A heart-warming campaign, Wall of Kindness, provides homeless people with clothes
A beautiful city must have a beautiful heart, too. It is heartening to see the idea of ‘Wall of Kindness’ catching on in Chandigarh. Outside schools and houses, people are hanging clothes or other items for any needy person to take away. The campaign to help homeless people anonymously started from Iran and it has spread to Pakistan, China, and India.
Photo By: TS Bedi
Usually, the movement’s motto is written on the Wall of Kindness: “If you don’t need it, leave it. If you need it, take it’’. In winter it was a blessing for the poor and the destitute who look for woollen clothes. The social media has helped promote the idea and, at some places, people have even started putting out books.

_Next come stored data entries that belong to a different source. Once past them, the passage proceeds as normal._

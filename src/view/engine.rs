use std::sync::{PoisonError, RwLock};

use minijinja::{Environment, Value};
use tracing::debug;

use super::Options;
use super::error::Error;
use super::resolve::compose;

/// Compiles composed templates and renders them.
///
/// Without caching every render builds a fresh environment, so edits to the
/// template tree show up on the next request. With caching the first
/// composition of a name is kept for the lifetime of the engine.
pub(crate) struct Engine {
    options: Options,
    cache: Option<RwLock<Environment<'static>>>,
}

impl Engine {
    pub(crate) fn new(options: Options) -> Self {
        let cache = options.cache.then(|| RwLock::new(Environment::new()));
        Self { options, cache }
    }

    pub(crate) fn render(&self, name: &str, ctx: Value) -> Result<String, Error> {
        // The extension is part of the key so `.html` templates get autoescaped.
        let key = format!("{name}{}", self.options.extension);

        let Some(cache) = &self.cache else {
            let mut env = Environment::new();
            env.add_template_owned(key.clone(), compose(&self.options, name)?)?;
            return Ok(env.get_template(&key)?.render(ctx)?);
        };

        {
            let env = cache.read().unwrap_or_else(PoisonError::into_inner);
            if let Ok(template) = env.get_template(&key) {
                debug!(template = name, "template cache hit");
                return Ok(template.render(ctx)?);
            }
        }

        let source = compose(&self.options, name)?;
        let mut env = cache.write().unwrap_or_else(PoisonError::into_inner);
        env.add_template_owned(key.clone(), source)?;
        Ok(env.get_template(&key)?.render(ctx)?)
    }
}
use bytes::Bytes;
use http::StatusCode;
use http::header::CONTENT_TYPE;
use http_body_util::BodyExt;
use tsu_view::Router;

/// What a client would see after one request.
pub struct Reply {
    pub status: StatusCode,
    pub content_type: Option<String>,
    pub body: Bytes,
}

impl Reply {
    pub fn text(&self) -> String {
        String::from_utf8_lossy(&self.body).into_owned()
    }

    /// Body with surrounding whitespace and line breaks removed.
    pub fn html(&self) -> String {
        self.text().trim().lines().map(str::trim).collect()
    }
}

pub async fn get(app: &Router, uri: &str) -> Reply {
    let req = http::Request::get(uri).body(Bytes::new()).unwrap();
    let res = app.dispatch(req).await;
    let status = res.status();
    let content_type = res
        .headers()
        .get(CONTENT_TYPE)
        .map(|v| v.to_str().unwrap().to_owned());
    let body = res.into_body().collect().await.unwrap().to_bytes();
    Reply { status, content_type, body }
}
//! Unified error type.

use thiserror::Error;

/// The error type returned by the server's fallible operations.
///
/// Application-level errors (404, 500 from a failed render, etc.) are
/// expressed as HTTP [`Response`](crate::Response) values, not as `Error`s.
/// This type surfaces infrastructure failures: binding to a port or accepting
/// a connection. Render failures have their own type, [`view::Error`](crate::view::Error).
#[derive(Debug, Error)]
#[error("io: {0}")]
pub struct Error(#[from] std::io::Error);
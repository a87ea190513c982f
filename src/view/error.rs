use std::path::PathBuf;

use http::StatusCode;
use thiserror::Error;
use tracing::error;

use crate::response::{IntoResponse, Response};

/// Everything that can go wrong while extracting a [`View`](super::View) or
/// rendering with it.
#[derive(Debug, Error)]
pub enum Error {
    /// The leaf template does not exist. Missing layouts are not an error.
    #[error("template not found: {0}")]
    NotFound(String),

    #[error("invalid template name `{0}`")]
    InvalidName(String),

    /// Parse or execution failure inside the template engine.
    #[error("template error: {0}")]
    Template(#[from] minijinja::Error),

    #[error("json error: {0}")]
    Json(#[from] serde_json::Error),

    #[error("failed to read template {}: {source}", .path.display())]
    Io {
        path: PathBuf,
        source: std::io::Error,
    },

    #[error("template {} is not valid UTF-8", .path.display())]
    Utf8 { path: PathBuf },

    /// [`View::extract`](super::View::extract) ran on a request that never
    /// passed through [`view::middleware`](super::middleware).
    #[error("view middleware is not installed")]
    MissingView,
}

/// Render failures are server defects: logged, then answered with `500`.
impl IntoResponse for Error {
    fn into_response(self) -> Response {
        error!(error = %self, "view render failed");
        Response::status(StatusCode::INTERNAL_SERVER_ERROR)
    }
}
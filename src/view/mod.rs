//! Response rendering: HTML from a directory of templates, plus JSON, text
//! and binary bodies.
//!
//! [`middleware`] installs a fresh [`View`] in every request. A handler takes
//! it out with [`View::extract`], fills [`View::data`], and finishes with one
//! render method. Render methods consume the view, so a request can only
//! produce one response through it.
//!
//! ```rust,no_run
//! use tsu_view::view::{self, Options, View};
//! use tsu_view::{Request, Response, Router};
//!
//! async fn profile(mut req: Request) -> Result<Response, view::Error> {
//!     let mut view = View::extract(&mut req)?;
//!     view.data.insert("name".into(), "alice".into());
//!     view.html("users/profile")
//! }
//!
//! let app = Router::new()
//!     .with(view::middleware(Options::new("views")))
//!     .get("/profile", profile);
//! ```
//!
//! `users/profile` renders `views/users.html` (if present) followed by
//! `views/users/profile.html`; see [`resolve`] for the layout rules.

mod engine;
mod error;
mod i18n;
mod options;
pub mod resolve;

use std::collections::BTreeMap;
use std::sync::Arc;

use bytes::Bytes;
use http::StatusCode;
use minijinja::Value;
use serde::Serialize;

use crate::handler::BoxFuture;
use crate::middleware::{Middleware, Next};
use crate::request::Request;
use crate::response::{ContentType, Response};

use engine::Engine;

pub use error::Error;
pub use i18n::{I18n, Translator};
pub use options::{AssetSource, Assets, Options};

/// Request-scoped template data. Every entry is a top-level template variable.
pub type Data = serde_json::Map<String, serde_json::Value>;

/// Per-request render context.
#[derive(Clone)]
pub struct View {
    /// Values available to templates and to [`View::data_as_json`]. Empty
    /// when the view is created.
    pub data: Data,
    engine: Arc<Engine>,
    i18n: Option<I18n>,
    status: StatusCode,
}

impl View {
    fn new(engine: Arc<Engine>) -> Self {
        Self { data: Data::new(), engine, i18n: None, status: StatusCode::OK }
    }

    /// Takes the view installed by [`middleware`] out of `req`.
    ///
    /// Binds the request's [`I18n`] translator, if any, unless one was set
    /// with [`View::set_i18n`] already.
    pub fn extract(req: &mut Request) -> Result<View, Error> {
        let mut view = req.remove::<View>().ok_or(Error::MissingView)?;
        if view.i18n.is_none() {
            view.i18n = req.get::<I18n>().cloned();
        }
        Ok(view)
    }

    /// Serializes `value` into [`View::data`] under `key`.
    pub fn set(&mut self, key: impl Into<String>, value: impl Serialize) -> Result<(), Error> {
        self.data.insert(key.into(), serde_json::to_value(value)?);
        Ok(())
    }

    pub fn set_i18n(&mut self, i18n: I18n) {
        self.i18n = Some(i18n);
    }

    /// Status of the rendered response, `200 OK` unless changed.
    pub fn set_status(&mut self, status: StatusCode) {
        self.status = status;
    }

    /// `application/octet-stream`, body verbatim.
    pub fn binary(self, body: impl Into<Bytes>) -> Response {
        self.respond(ContentType::OctetStream, body.into())
    }

    /// `text/plain`.
    pub fn text(self, body: impl Into<String>) -> Response {
        self.respond(ContentType::Text, body.into())
    }

    /// `application/json`, `value` serialized with serde_json.
    pub fn json<T: Serialize + ?Sized>(self, value: &T) -> Result<Response, Error> {
        let body = serde_json::to_vec(value)?;
        Ok(self.respond(ContentType::Json, body))
    }

    /// Same as `json(&view.data)`.
    pub fn data_as_json(self) -> Result<Response, Error> {
        let body = serde_json::to_vec(&self.data)?;
        Ok(self.respond(ContentType::Json, body))
    }

    /// `text/html`, rendered from the template `name` and its layouts.
    ///
    /// Templates see every [`View::data`] entry as a variable and, when a
    /// translator is bound, `T(key, args...)`. `T` shadows a data entry of the
    /// same name.
    pub fn html(self, name: &str) -> Result<Response, Error> {
        let mut ctx: BTreeMap<String, Value> = self.data.iter()
            .map(|(k, v)| (k.clone(), Value::from_serialize(v)))
            .collect();
        if let Some(i18n) = &self.i18n {
            ctx.insert("T".to_owned(), i18n.helper());
        }

        let body = self.engine.render(name, Value::from_serialize(&ctx))?;
        Ok(self.respond(ContentType::Html, body))
    }

    fn respond(self, content_type: ContentType, body: impl Into<Bytes>) -> Response {
        Response::builder().status(self.status).body(content_type, body)
    }
}

/// Middleware that installs a fresh [`View`] in every request.
pub fn middleware(options: Options) -> ViewLayer {
    ViewLayer { engine: Arc::new(Engine::new(options)) }
}

/// Middleware built by [`view::middleware`](middleware). Cheap to clone;
/// clones share the template cache.
#[derive(Clone)]
pub struct ViewLayer {
    engine: Arc<Engine>,
}

impl Middleware for ViewLayer {
    fn call(&self, mut req: Request, next: Next) -> BoxFuture {
        req.insert(View::new(Arc::clone(&self.engine)));
        next.run(req)
    }
}
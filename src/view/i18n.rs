//! Optional translation helper exposed to templates as `T`.

use std::fmt;
use std::sync::Arc;

use minijinja::value::{Object, Rest, Value, from_args};
use minijinja::State;

/// Translation capability looked up from request-scoped values.
///
/// Any `Fn(&str, &[String]) -> String` qualifies.
pub trait Translator: Send + Sync + 'static {
    fn translate(&self, key: &str, args: &[String]) -> String;
}

impl<F> Translator for F
where
    F: Fn(&str, &[String]) -> String + Send + Sync + 'static,
{
    fn translate(&self, key: &str, args: &[String]) -> String {
        self(key, args)
    }
}

/// Request-scoped translator. Insert it into the request before the handler
/// extracts its [`View`](super::View); templates then call `{{ T("key", "arg") }}`.
///
/// Without one, calling `T` fails the render.
#[derive(Clone)]
pub struct I18n(Arc<dyn Translator>);

impl I18n {
    pub fn new(translator: impl Translator) -> Self {
        Self(Arc::new(translator))
    }

    pub fn translate(&self, key: &str, args: &[String]) -> String {
        self.0.translate(key, args)
    }

    /// The callable template value bound to `T`.
    pub(crate) fn helper(&self) -> Value {
        Value::from_object(Helper(self.clone()))
    }
}

impl fmt::Debug for I18n {
    fn fmt(&self, f: &mut fmt::Formatter<'_>) -> fmt::Result {
        f.write_str("I18n(..)")
    }
}

#[derive(Debug)]
struct Helper(I18n);

impl Object for Helper {
    fn call(self: &Arc<Self>, _state: &State<'_, '_>, args: &[Value]) -> Result<Value, minijinja::Error> {
        let (key, rest): (&str, Rest<String>) = from_args(args)?;
        Ok(Value::from(self.0.translate(key, rest.as_slice())))
    }
}

#[cfg(test)]
mod tests {
    use minijinja::{Environment, context};

    use super::*;

    fn concat(key: &str, args: &[String]) -> String {
        std::iter::once(key).chain(args.iter().map(String::as_str)).collect()
    }

    #[test]
    fn closures_are_translators() {
        let i18n = I18n::new(concat);
        assert_eq!(i18n.translate("a", &["b".into(), "c".into()]), "abc");
    }

    #[test]
    fn helper_is_callable_from_templates() {
        let env = Environment::new();
        let out = env
            .render_str(r#"{{ T("hello", ", ", "world") }}|{{ T("bare") }}"#, context! { T => I18n::new(concat).helper() })
            .unwrap();
        assert_eq!(out, "hello, world|bare");
    }

    #[test]
    fn helper_requires_a_key() {
        let env = Environment::new();
        let err = env.render_str("{{ T() }}", context! { T => I18n::new(concat).helper() });
        assert!(err.is_err());
    }
}
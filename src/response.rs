//! Outgoing HTTP response type and the [`IntoResponse`] conversion trait.
//!
//! Handlers normally never build a [`Response`] by hand: the
//! [`View`](crate::view::View) render methods do it, setting exactly one
//! `content-type` per call. The constructors here are what they build on.

use bytes::Bytes;
use http::header::{CONTENT_TYPE, HeaderName, HeaderValue};
use http::{HeaderMap, StatusCode};
use http_body_util::Full;

// ── ContentType ───────────────────────────────────────────────────────────────

/// The content types a rendered response can carry.
#[derive(Clone, Copy, Debug, Eq, PartialEq)]
pub enum ContentType {
    Html,         // text/html
    Json,         // application/json
    OctetStream,  // application/octet-stream
    Text,         // text/plain
}

impl ContentType {
    pub fn as_str(self) -> &'static str {
        match self {
            Self::Html        => "text/html",
            Self::Json        => "application/json",
            Self::OctetStream => "application/octet-stream",
            Self::Text        => "text/plain",
        }
    }
}

// ── Response ─────────────────────────────────────────────────────────────────

/// An outgoing HTTP response.
///
/// ```rust
/// use http::StatusCode;
/// use tsu_view::{ContentType, Response};
///
/// Response::json(br#"{"id":1}"#.to_vec());
/// Response::text("hello");
/// Response::status(StatusCode::NO_CONTENT);
///
/// Response::builder()
///     .status(StatusCode::CREATED)
///     .body(ContentType::Html, "<p>created</p>");
/// ```
#[derive(Debug)]
pub struct Response(http::Response<Full<Bytes>>);

impl Response {
    /// `200 OK` — `application/json`.
    pub fn json(body: impl Into<Bytes>) -> Self {
        Self::builder().body(ContentType::Json, body)
    }

    /// `200 OK` — `text/plain`.
    pub fn text(body: impl Into<String>) -> Self {
        Self::builder().body(ContentType::Text, body.into())
    }

    /// `200 OK` — `text/html`.
    pub fn html(body: impl Into<String>) -> Self {
        Self::builder().body(ContentType::Html, body.into())
    }

    /// `200 OK` — `application/octet-stream`.
    pub fn binary(body: impl Into<Bytes>) -> Self {
        Self::builder().body(ContentType::OctetStream, body)
    }

    /// Response with no body.
    pub fn status(code: StatusCode) -> Self {
        Self::builder().status(code).no_body()
    }

    /// Builder for responses that need a custom status or extra headers.
    pub fn builder() -> ResponseBuilder {
        ResponseBuilder { headers: HeaderMap::new(), status: StatusCode::OK }
    }

    pub fn status_code(&self) -> StatusCode { self.0.status() }
    pub fn headers(&self) -> &HeaderMap { self.0.headers() }

    pub fn content_type(&self) -> Option<&str> {
        self.0.headers().get(CONTENT_TYPE).and_then(|v| v.to_str().ok())
    }

    /// Hands the response to hyper.
    pub fn into_inner(self) -> http::Response<Full<Bytes>> { self.0 }
}

// ── ResponseBuilder ───────────────────────────────────────────────────────────

/// Fluent builder for [`Response`].
///
/// Obtain via [`Response::builder()`]. Defaults to `200 OK`. Terminated by
/// [`body`](ResponseBuilder::body) or [`no_body`](ResponseBuilder::no_body).
pub struct ResponseBuilder {
    headers: HeaderMap,
    status: StatusCode,
}

impl ResponseBuilder {
    pub fn status(mut self, code: StatusCode) -> Self {
        self.status = code;
        self
    }

    pub fn header(mut self, name: HeaderName, value: HeaderValue) -> Self {
        self.headers.append(name, value);
        self
    }

    /// Terminate with a typed body. Replaces any `content-type` set through
    /// [`header`](ResponseBuilder::header).
    pub fn body(mut self, content_type: ContentType, body: impl Into<Bytes>) -> Response {
        self.headers.insert(CONTENT_TYPE, HeaderValue::from_static(content_type.as_str()));
        self.finish(body.into())
    }

    /// Terminate with no body (e.g. `204 No Content`, `301 Moved Permanently`).
    pub fn no_body(self) -> Response {
        self.finish(Bytes::new())
    }

    fn finish(self, body: Bytes) -> Response {
        let mut res = http::Response::new(Full::new(body));
        *res.status_mut() = self.status;
        *res.headers_mut() = self.headers;
        Response(res)
    }
}

// ── IntoResponse ──────────────────────────────────────────────────────────────

/// Conversion into an HTTP [`Response`].
///
/// `Result<T, E>` converts when both sides do, so a handler can return
/// `Result<Response, view::Error>` and use `?` on render calls: the error
/// side becomes a `500`.
pub trait IntoResponse {
    fn into_response(self) -> Response;
}

impl IntoResponse for Response {
    fn into_response(self) -> Response { self }
}

impl IntoResponse for &'static str {
    fn into_response(self) -> Response { Response::text(self) }
}

impl IntoResponse for String {
    fn into_response(self) -> Response { Response::text(self) }
}

/// Return a status directly from a handler: `return StatusCode::NOT_FOUND`
impl IntoResponse for StatusCode {
    fn into_response(self) -> Response { Response::status(self) }
}

impl<T: IntoResponse, E: IntoResponse> IntoResponse for Result<T, E> {
    fn into_response(self) -> Response {
        match self {
            Ok(ok) => ok.into_response(),
            Err(err) => err.into_response(),
        }
    }
}
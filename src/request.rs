//! Incoming HTTP request type.
//!
//! Besides the usual accessors, a [`Request`] carries request-scoped values:
//! typed entries in its [`Extensions`] map. Middleware stores state there
//! (the [`View`](crate::view::View) render context, an
//! [`I18n`](crate::view::I18n) translator) and downstream handlers take it
//! back out. The type of the value is the lookup key.

use std::collections::HashMap;

use bytes::Bytes;
use http::request::Parts;
use http::{Extensions, HeaderMap, Method, Uri};

/// An incoming HTTP request with its body fully collected.
pub struct Request {
    parts: Parts,
    body: Bytes,
    params: HashMap<String, String>,
}

impl Request {
    pub(crate) fn new(parts: Parts, body: Bytes, params: HashMap<String, String>) -> Self {
        Self { parts, body, params }
    }

    pub fn method(&self) -> &Method { &self.parts.method }
    pub fn uri(&self) -> &Uri { &self.parts.uri }
    pub fn path(&self) -> &str { self.parts.uri.path() }
    pub fn headers(&self) -> &HeaderMap { &self.parts.headers }
    pub fn body(&self) -> &[u8] { &self.body }

    /// Case-insensitive header lookup. Values that are not visible ASCII are skipped.
    pub fn header(&self, name: &str) -> Option<&str> {
        self.parts.headers.get(name).and_then(|v| v.to_str().ok())
    }

    /// Returns a named path parameter.
    ///
    /// For a route `/users/{id}`, `req.param("id")` on `/users/42` returns `Some("42")`.
    pub fn param(&self, key: &str) -> Option<&str> {
        self.params.get(key).map(String::as_str)
    }

    pub fn extensions(&self) -> &Extensions { &self.parts.extensions }
    pub fn extensions_mut(&mut self) -> &mut Extensions { &mut self.parts.extensions }

    /// Stores a request-scoped value, returning the previous one of the same type.
    pub fn insert<T: Clone + Send + Sync + 'static>(&mut self, value: T) -> Option<T> {
        self.parts.extensions.insert(value)
    }

    /// Borrows the request-scoped value of type `T`, if one was stored.
    pub fn get<T: Send + Sync + 'static>(&self) -> Option<&T> {
        self.parts.extensions.get::<T>()
    }

    /// Takes the request-scoped value of type `T` out of the request.
    pub fn remove<T: Send + Sync + 'static>(&mut self) -> Option<T> {
        self.parts.extensions.remove::<T>()
    }
}

#[cfg(test)]
mod tests {
    use super::*;

    fn request(uri: &str) -> Request {
        let (parts, ()) = http::Request::get(uri)
            .header("X-Request-Id", "abc")
            .body(())
            .unwrap()
            .into_parts();
        Request::new(parts, Bytes::from_static(b"payload"), HashMap::new())
    }

    #[derive(Clone, Debug, PartialEq)]
    struct Locale(&'static str);

    #[test]
    fn accessors_read_from_parts() {
        let req = request("/users/42?full=1");
        assert_eq!(req.method(), Method::GET);
        assert_eq!(req.path(), "/users/42");
        assert_eq!(req.header("x-request-id"), Some("abc"));
        assert_eq!(req.body(), b"payload");
        assert_eq!(req.param("id"), None);
    }

    #[test]
    fn extensions_are_keyed_by_type() {
        let mut req = request("/");
        assert!(req.insert(Locale("en")).is_none());
        assert_eq!(req.insert(Locale("fr")), Some(Locale("en")));
        assert_eq!(req.get::<Locale>(), Some(&Locale("fr")));
        assert_eq!(req.remove::<Locale>(), Some(Locale("fr")));
        assert!(req.get::<Locale>().is_none());
    }
}
//! Per-request span with method, path, status and latency.

use std::time::Instant;

use tracing::{Instrument, info, info_span};

use super::{Middleware, Next};
use crate::handler::BoxFuture;
use crate::request::Request;

/// Middleware that wraps each request in a `request` span and logs its outcome.
#[derive(Clone, Copy, Debug, Default)]
pub struct Trace;

pub fn trace() -> Trace {
    Trace
}

impl Middleware for Trace {
    fn call(&self, req: Request, next: Next) -> BoxFuture {
        let span = info_span!("request", method = %req.method(), path = %req.path());
        let started = Instant::now();

        Box::pin(
            async move {
                let res = next.run(req).await;
                info!(
                    status = res.status_code().as_u16(),
                    latency = ?started.elapsed(),
                    "request completed"
                );
                res
            }
            .instrument(span),
        )
    }
}
//! Handler trait and type erasure.
//!
//! The router holds handlers of *different* types in one
//! `HashMap<Method, Tree>`, and the middleware chain has to call whichever
//! one matched. Both go through the same trait object:
//!
//! ```text
//! async fn page(req: Request) -> Result<Response, view::Error> { … }
//!        ↓ router.get("/", page)
//! page.into_boxed_handler()              ← Handler blanket impl
//!        ↓  stored as BoxedHandler = Arc<dyn ErasedHandler>
//! next.run(req)  at the end of the chain ← one vtable dispatch
//!        ↓
//! Box::pin(async { page(req).await.into_response() })
//! ```

use std::future::Future;
use std::pin::Pin;
use std::sync::Arc;

use crate::request::Request;
use crate::response::{IntoResponse, Response};

/// A heap-allocated, type-erased future that resolves to a [`Response`].
///
/// Middleware returns this from [`Middleware::call`](crate::middleware::Middleware::call).
pub type BoxFuture = Pin<Box<dyn Future<Output = Response> + Send + 'static>>;

/// Internal dispatch interface.
///
/// `#[doc(hidden)] pub` rather than `pub(crate)` because it appears in the
/// return type of the public `Handler` trait's `into_boxed_handler` method.
#[doc(hidden)]
pub trait ErasedHandler {
    fn call(&self, req: Request) -> BoxFuture;
}

/// A type-erased handler shared across concurrent requests.
#[doc(hidden)]
pub type BoxedHandler = Arc<dyn ErasedHandler + Send + Sync + 'static>;

/// Implemented for every valid route handler.
///
/// Automatically satisfied for any `async fn` with the signature:
///
/// ```text
/// async fn name(req: Request) -> impl IntoResponse
/// ```
///
/// Sealed: only the blanket impl below can satisfy it.
pub trait Handler: private::Sealed + Send + Sync + 'static {
    #[doc(hidden)]
    fn into_boxed_handler(self) -> BoxedHandler;
}

mod private {
    pub trait Sealed {}
}

impl<F, Fut, R> private::Sealed for F
where
    F: Fn(Request) -> Fut + Send + Sync + 'static,
    Fut: Future<Output = R> + Send + 'static,
    R: IntoResponse + Send + 'static,
{
}

impl<F, Fut, R> Handler for F
where
    F: Fn(Request) -> Fut + Send + Sync + 'static,
    Fut: Future<Output = R> + Send + 'static,
    R: IntoResponse + Send + 'static,
{
    fn into_boxed_handler(self) -> BoxedHandler {
        Arc::new(FnHandler(self))
    }
}

/// Bridges a concrete handler `F` to the trait-object world.
struct FnHandler<F>(F);

impl<F, Fut, R> ErasedHandler for FnHandler<F>
where
    F: Fn(Request) -> Fut + Send + Sync,
    Fut: Future<Output = R> + Send + 'static,
    R: IntoResponse + Send + 'static,
{
    fn call(&self, req: Request) -> BoxFuture {
        let fut = (self.0)(req);
        Box::pin(async move { fut.await.into_response() })
    }
}
// In: src/bridge/ndarray_impl.rs

//! DATA MARSHALLING between `ndarray` pixel arrays and the flat, interleaved
//! sample buffers the pipeline works on.
//!
//! Arrays are indexed `(row, column, channel)`, the shape image decoders hand
//! out. Iteration uses logical order, so non-contiguous or transposed views are
//! flattened correctly.

use ndarray::{Array3, ArrayView2, ArrayView3};

use crate::chunk_pipeline::context::DecodedImage;
use crate::error::CodecError;
use crate::types::ImageGeometry;

/// Flattens an `(height, width, channels)` array into interleaved samples.
pub fn array3_to_pixels(array: ArrayView3<'_, u8>) -> (Vec<u8>, ImageGeometry) {
    let (height, width, channels) = array.dim();
    let pixels = array.iter().copied().collect();
    (pixels, ImageGeometry::new(width, height, channels))
}

/// Flattens a `(height, width)` grayscale array.
pub fn array2_to_pixels(array: ArrayView2<'_, u8>) -> (Vec<u8>, ImageGeometry) {
    let (height, width) = array.dim();
    let pixels = array.iter().copied().collect();
    (pixels, ImageGeometry::new(width, height, 1))
}

/// Reshapes a decoded image into an `(height, width, channels)` array.
pub fn decoded_to_array3(image: DecodedImage) -> Result<Array3<u8>, CodecError> {
    let g = image.geometry;
    Ok(Array3::from_shape_vec((g.height, g.width, g.channels), image.pixels)?)
}

#[cfg(test)]
mod tests {
    use super::*;
    use ndarray::{array, Array2};

    #[test]
    fn test_array3_flattening_is_interleaved() {
        let image = array![[[1u8, 2, 3], [4, 5, 6]], [[7, 8, 9], [10, 11, 12]]];
        let (pixels, geometry) = array3_to_pixels(image.view());
        assert_eq!(geometry, ImageGeometry::new(2, 2, 3));
        assert_eq!(pixels, (1..=12).collect::<Vec<u8>>());
    }

    #[test]
    fn test_transposed_view_uses_logical_order() {
        let image = Array2::from_shape_vec((2, 3), vec![1u8, 2, 3, 4, 5, 6]).unwrap();
        let (pixels, geometry) = array2_to_pixels(image.t());
        assert_eq!(geometry, ImageGeometry::new(2, 3, 1));
        assert_eq!(pixels, vec![1, 4, 2, 5, 3, 6]);
    }

    #[test]
    fn test_decoded_to_array3() {
        let decoded = DecodedImage::new((0..12).collect(), ImageGeometry::new(2, 2, 3));
        let array = decoded_to_array3(decoded).unwrap();
        assert_eq!(array.dim(), (2, 2, 3));
        assert_eq!(array[[1, 0, 2]], 8);
    }

    #[test]
    fn test_decoded_to_array3_shape_error() {
        let decoded = DecodedImage::new(vec![0; 5], ImageGeometry::new(2, 2, 1));
        assert!(matches!(
            decoded_to_array3(decoded),
            Err(CodecError::Shape(_))
        ));
    }
}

Volunteer organisation Yuvsatta, which brought the idea to Chandigarh, collaborates with schools and colleges to motivate people to hang their extra clothes, shoes, and utensils on ‘Neki Ki Deewar’. Yuvsatta coordinator Pramod Sharma has a Wall of Kindness outside his house, too. “We are going to involve the other educational institutions as well in the humanitarian work, to expand this project to the entire Tricity,” he said.
It was in September last year at Carmel Convent, Sector 9 that Devi Sirohi, chairperson of the Chandigarh Commission for the Protection of Child Rights, inaugurated the first kindness wall in the city in the presence of Sister Supreeta, the school’s principal. “We promote human values and friendship in a peaceful city,” Sirohi said.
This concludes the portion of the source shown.